The other three factors—land, labor and entrepreneurship—lie mostly in the domain of state governments. This is where federalism becomes critical. While global observers often focus on Delhi, real change is increasingly visible in the states. Rajasthan has allowed women to work night shifts, opening new opportunities in manufacturing and services. Tamil Nadu has whitelisted industries to reduce approval bottlenecks. Odisha has partnered with global firms, hosting a vast textile park with Japanese major Uniqlo at Cuttack, large enough to reshape regional supply chains.

Semiconductor ventures illustrate this dynamism. Indian firms, partnering with global technology leaders, have launched projects that reached first output in as little as 14 months. States like Gujarat have provided exemplary support, impressing foreign partners with efficiency. These stories are not isolated. Across the country, factories are moving from conception to production in nine to fifteen months—timelines once thought possible only in China.

Such differences highlight the diversity federalism allows. Odisha and Jharkhand, for instance, began the millennium with similar per capita incomes. Today, Odisha’s per capita output is twice that of Jharkhand. Both are mineral-rich, but governance and reform have made the difference.
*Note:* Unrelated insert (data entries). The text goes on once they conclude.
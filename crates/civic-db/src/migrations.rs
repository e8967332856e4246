use anyhow::Result;
use rusqlite::Connection;
use tracing::info;

pub fn run(conn: &Connection) -> Result<()> {
    conn.execute_batch("CREATE TABLE IF NOT EXISTS schema_version (version INTEGER NOT NULL);")?;

    let version: i64 =
        conn.query_row("SELECT COALESCE(MAX(version), 0) FROM schema_version", [], |r| r.get(0))?;

    if version < 1 {
        info!("Running migration v1 (records)");
        conn.execute_batch(
            "
            CREATE TABLE IF NOT EXISTS records (
                key         TEXT PRIMARY KEY,
                value       TEXT NOT NULL,
                updated_at  TEXT NOT NULL DEFAULT (datetime('now'))
            );

            INSERT INTO schema_version (version) VALUES (1);
            ",
        )?;
    }

    Ok(())
}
Bihar, meanwhile, faces elections where industrialisation and job creation scarcely figure in the agenda—a reminder that democratic pressure from citizens is essential for development to remain a political priority.

Urbanisation presents both the greatest challenge and the greatest opportunity. Housing stock, infrastructure and city governance will drive demand for decades. The contrast is stark: the average Indian lives in 130 square feet of built space, while the average Chinese in a tier-three town enjoys 550 and the average American 700. As incomes rise, the demand for housing will surge, creating one of the largest markets for construction and urban infrastructure anywhere in the world.

Cities are already showing signs of transformation. Mumbai’s new infrastructure has reduced travel times dramatically. Bangalore’s administrative restructuring reflects growing pressure from urban residents. Yet fiscal flows remain skewed. In China, over half of fiscal resources flow directly to city governments. In India, the share is under 5%. Even promising schemes like the Urban Challenge Fund, though innovative, are underfunded. To truly accelerate growth, allocations must rise tenfold.

District-level planning is the next step. With Uttar Pradesh alone as populous as Indonesia and its districts as large as Indonesian provinces, the importance of local planning cannot be ignored. Encouragingly, the state government has begun drafting district growth plans, an approach that must spread nationwide. Development cannot be dictated from the top down. It must emerge from local pressures, democratic demands and the aspirations of citizens. The role of policymakers and advisors is to enable this process, to ensure supply-side constraints are eased and to support local reforms that generate growth.

The backdrop to all of this is surprisingly positive. Post-pandemic growth has exceeded expectations. Global shocks, rather than derailing progress, have created an environment more open to bold, disruptive reforms. Citizens, businesses and leaders alike appear more willing to embrace transformation.

The challenge remains immense: to grow quickly, inclusively and sustainably, before demographic advantages fade. Yet the opportunities are equally immense. Capital is cheaper than ever, entrepreneurial ecosystems are diversifying, state-level reforms are accelerating and urban demand promises to unleash decades of growth.

This journey is without precedent. No nation has combined rapid growth, universal democracy and swift demographic change in quite this way. But if reforms continue, if state-level competition deepens, if urban and district-level governance is empowered and if inequality is contained through inclusive finance, then the dream of becoming a developed nation within a generation is not only possible—it is within reach.